India Post has shortlisted management consultants to advise it on floating a new bank. Instead of migrating existing savings account customers to a bank, the Department of Posts is looking at floating a completely new entity which will start from scratch but leverage India Post's infrastructure by entering into service-level agreements.
The department, which has received expressions of interest from all the top global consultancy firms, including the big four, is pursuing a plan where there will be two Postbanks. The first will be the traditional financial services of the department. This includes the postal savings accounts and eight other post office savings schemes. Although not a Reserve Bank of India-recognized bank, this division, which is a bank for most practical purposes, will continue to operate in its existing form.
The second bank would be an entirely new creation with a paid-up capital in line with the Reserve Bank of India's requirement. The new entity will operate with a payments bank licence but will be manned with banking professionals recruited from the industry. The new entity will have 500-700 branches which will be housed in post office premises across the country. Despite its lean structure, the payments bank will reach out to all customers across the country by using India Post infrastructure through service-level agreements with the department.

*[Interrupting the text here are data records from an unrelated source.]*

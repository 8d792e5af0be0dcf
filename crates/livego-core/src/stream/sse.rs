//! Text event stream framing
//!
//! [`SseDecoder`] turns a byte stream into [`RawFrame`]s. It understands the
//! `event`, `data` and `id` fields, ignores comments and `retry` (the channel
//! owns its own backoff), and dispatches a frame on each blank line.
//! A leading byte order mark is skipped and lines longer than the decoder's
//! limit fail the stream.

use std::io;
use std::mem;

use bytes::{Buf, BytesMut};
use tokio_util::codec::Decoder;

/// Event type used for frames that carry no explicit name
pub const DEFAULT_EVENT_TYPE: &str = "message";

/// Default cap on a single line, terminator excluded
pub const MAX_LINE_LENGTH: usize = 1024 * 1024;

const BOM: char = '\u{FEFF}';

/// One undecoded frame from the push channel
#[derive(Debug, Clone, PartialEq, Eq)]
pub struct RawFrame {
    pub event: Option<String>,
    pub data: String,
    pub id: Option<String>,
}

impl RawFrame {
    pub fn new(event: Option<&str>, data: impl Into<String>) -> Self {
        Self {
            event: event.map(str::to_string),
            data: data.into(),
            id: None,
        }
    }

    pub fn with_id(mut self, id: impl Into<String>) -> Self {
        self.id = Some(id.into());
        self
    }

    /// The frame's event name, or `"message"` when it has none.
    pub fn event_type(&self) -> &str {
        self.event.as_deref().unwrap_or(DEFAULT_EVENT_TYPE)
    }
}

/// Incremental decoder for `text/event-stream` bodies
#[derive(Debug)]
pub struct SseDecoder {
    event: Option<String>,
    data: Vec<String>,
    id: Option<String>,
    max_line_length: usize,
    seen_first_line: bool,
}

impl Default for SseDecoder {
    fn default() -> Self {
        Self::with_max_line_length(MAX_LINE_LENGTH)
    }
}

impl SseDecoder {
    pub fn new() -> Self {
        Self::default()
    }

    pub fn with_max_line_length(max_line_length: usize) -> Self {
        Self {
            event: None,
            data: Vec::new(),
            id: None,
            max_line_length,
            seen_first_line: false,
        }
    }

    fn line_too_long(&self) -> io::Error {
        io::Error::new(
            io::ErrorKind::InvalidData,
            format!("event stream line exceeds {} bytes", self.max_line_length),
        )
    }

    /// Apply one line; returns a frame when the line completes one.
    fn process_line(&mut self, line: &str) -> Option<RawFrame> {
        if line.is_empty() {
            return self.dispatch();
        }
        if line.starts_with(':') {
            return None;
        }

        let (field, value) = match line.split_once(':') {
            Some((field, value)) => (field, value.strip_prefix(' ').unwrap_or(value)),
            None => (line, ""),
        };
        match field {
            "event" => self.event = Some(value.to_string()),
            "data" => self.data.push(value.to_string()),
            "id" if !value.contains('\0') => self.id = Some(value.to_string()),
            _ => {}
        }
        None
    }

    fn dispatch(&mut self) -> Option<RawFrame> {
        let event = self.event.take().filter(|name| !name.is_empty());
        let id = self.id.take();
        if self.data.is_empty() {
            return None;
        }
        let data = mem::take(&mut self.data).join("\n");
        Some(RawFrame { event, data, id })
    }
}

impl Decoder for SseDecoder {
    type Item = RawFrame;
    type Error = io::Error;

    fn decode(&mut self, src: &mut BytesMut) -> Result<Option<RawFrame>, io::Error> {
        while let Some(newline) = src.iter().position(|b| *b == b'\n') {
            let mut line = src.split_to(newline + 1);
            line.truncate(newline);
            if line.last() == Some(&b'\r') {
                line.truncate(newline - 1);
            }
            if line.len() > self.max_line_length {
                return Err(self.line_too_long());
            }
            let line = String::from_utf8_lossy(&line);
            let line = if self.seen_first_line {
                &*line
            } else {
                self.seen_first_line = true;
                line.strip_prefix(BOM).unwrap_or(&*line)
            };
            if let Some(frame) = self.process_line(line) {
                return Ok(Some(frame));
            }
        }
        // `+ 1` leaves room for a trailing `\r` still waiting on its `\n`.
        if src.len() > self.max_line_length + 1 {
            return Err(self.line_too_long());
        }
        Ok(None)
    }

    fn decode_eof(&mut self, src: &mut BytesMut) -> Result<Option<RawFrame>, io::Error> {
        if let Some(frame) = self.decode(src)? {
            return Ok(Some(frame));
        }
        // An unterminated trailing frame is discarded.
        src.advance(src.len());
        *self = Self::with_max_line_length(self.max_line_length);
        Ok(None)
    }
}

"When it comes to financial inclusion, the post office has the capacity to be one of the most disruptive elements," said Ashvin Parekh of Ashvin Parekh Advisory Services, who has been an adviser to the department.
The department is expected to create a disruption because of its sheer reach. The infrastructure will include the 25,000 offices which are linked through leased lines, 1.3 lakh other post offices and the postmen and other employees of ?the department who will function as business correspondents.

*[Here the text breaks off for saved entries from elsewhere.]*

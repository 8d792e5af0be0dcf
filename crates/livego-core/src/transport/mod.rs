//! Request/response transport used by the sync engine
//!
//! The engine only depends on the [`Transport`] trait. [`HttpTransport`] is
//! the production implementation; tests substitute recording doubles.

mod http;

use std::future::Future;

use crate::config::ClientConfig;
use crate::error::LiveResult;
use crate::types::{Delta, MountResponse, Props, Snapshot, UpdateResponse};

pub use http::HttpTransport;

/// Performs mount and update round trips against the server.
///
/// Failures are reported as [`LiveError::Transport`](crate::LiveError::Transport)
/// carrying the server's structured payload, or
/// [`LiveError::Protocol`](crate::LiveError::Protocol) when a success
/// response does not have the expected shape.
pub trait Transport: Send + Sync + 'static {
    fn mount(
        &self,
        config: &ClientConfig,
        component: &str,
        props: &Props,
    ) -> impl Future<Output = LiveResult<MountResponse>> + Send;

    fn update(
        &self,
        config: &ClientConfig,
        snapshot: &Snapshot,
        deltas: &[Delta],
    ) -> impl Future<Output = LiveResult<UpdateResponse>> + Send;
}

By creating a new public sector bank, the government will overcome legal issues in converting postal savings customers into bank customers.

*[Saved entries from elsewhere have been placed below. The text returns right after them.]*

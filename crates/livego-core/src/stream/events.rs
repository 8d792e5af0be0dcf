//! Push channel state and lifecycle hooks
//!
//! ```text
//! ┌─────────────────────────────────────────────────────────────────┐
//! │  ChannelState                                                   │
//! │  ├── Disconnected: initial, after disconnect() or exhaustion    │
//! │  ├── Connecting: handshake in flight                            │
//! │  ├── Open: frames are being delivered                           │
//! │  ├── Error: the connection failed                               │
//! │  └── Reconnecting: waiting out the backoff delay                │
//! └─────────────────────────────────────────────────────────────────┘
//! ```

use std::fmt;
use std::sync::Arc;

use crate::error::LiveError;

/// Connection state of a push channel
#[derive(Debug, Clone, Copy, PartialEq, Eq, Default)]
pub enum ChannelState {
    #[default]
    Disconnected,
    Connecting,
    Open,
    Error,
    Reconnecting,
}

impl fmt::Display for ChannelState {
    fn fmt(&self, f: &mut fmt::Formatter<'_>) -> fmt::Result {
        match self {
            ChannelState::Disconnected => write!(f, "Disconnected"),
            ChannelState::Connecting => write!(f, "Connecting"),
            ChannelState::Open => write!(f, "Open"),
            ChannelState::Error => write!(f, "Error"),
            ChannelState::Reconnecting => write!(f, "Reconnecting"),
        }
    }
}

pub type LifecycleHook = dyn Fn() + Send + Sync;
pub type ErrorHook = dyn Fn(&LiveError) + Send + Sync;

/// Callbacks fired on channel lifecycle transitions
#[derive(Clone, Default)]
pub struct ChannelHooks {
    pub(crate) on_connect: Option<Arc<LifecycleHook>>,
    pub(crate) on_disconnect: Option<Arc<LifecycleHook>>,
    pub(crate) on_error: Option<Arc<ErrorHook>>,
}

impl ChannelHooks {
    pub fn new() -> Self {
        Self::default()
    }

    /// Fired once each time a connection opens.
    pub fn on_connect(mut self, hook: impl Fn() + Send + Sync + 'static) -> Self {
        self.on_connect = Some(Arc::new(hook));
        self
    }

    /// Fired when an open channel is closed by `disconnect()` or gives up.
    pub fn on_disconnect(mut self, hook: impl Fn() + Send + Sync + 'static) -> Self {
        self.on_disconnect = Some(Arc::new(hook));
        self
    }

    /// Fired for every connection failure, before any reconnect is scheduled.
    pub fn on_error(mut self, hook: impl Fn(&LiveError) + Send + Sync + 'static) -> Self {
        self.on_error = Some(Arc::new(hook));
        self
    }
}

impl fmt::Debug for ChannelHooks {
    fn fmt(&self, f: &mut fmt::Formatter<'_>) -> fmt::Result {
        f.debug_struct("ChannelHooks")
            .field("on_connect", &self.on_connect.is_some())
            .field("on_disconnect", &self.on_disconnect.is_some())
            .field("on_error", &self.on_error.is_some())
            .finish()
    }
}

"For banks, the cost of inclusion is very high. As an industry, they are spending close to Rs 12,000 crore to telecom companies as part of the last-mile reach and another Rs 6,000 crore is spent on business correspondents. As against this, banks earn around Rs 4,000 crore. By using its existing infrastructure and their feet on the street, India Post can be a disruptive method of reducing costs," said Parekh.
The department of posts mobilizes over Rs 6 lakh crore of long-term savings under the various postal savings schemes. It also has close to Rs 40,000 crore in its postal savings accounts. To modernize the operation of the traditional Postbank, the department is implementing Finacle - a core banking solution from Infosys - which will be completed by end March 2016. The department is also deploying its own ATM network and issuing its own ATM cards to the postal savings account holders.
The only business which is likely to shift from the traditional Postbank to the new payments bank would be that of remittance. It is expected that the payments bank would be able to handle cash remittances much better than the post office and transfer cash within hours. This will enable the department to grow the business several fold.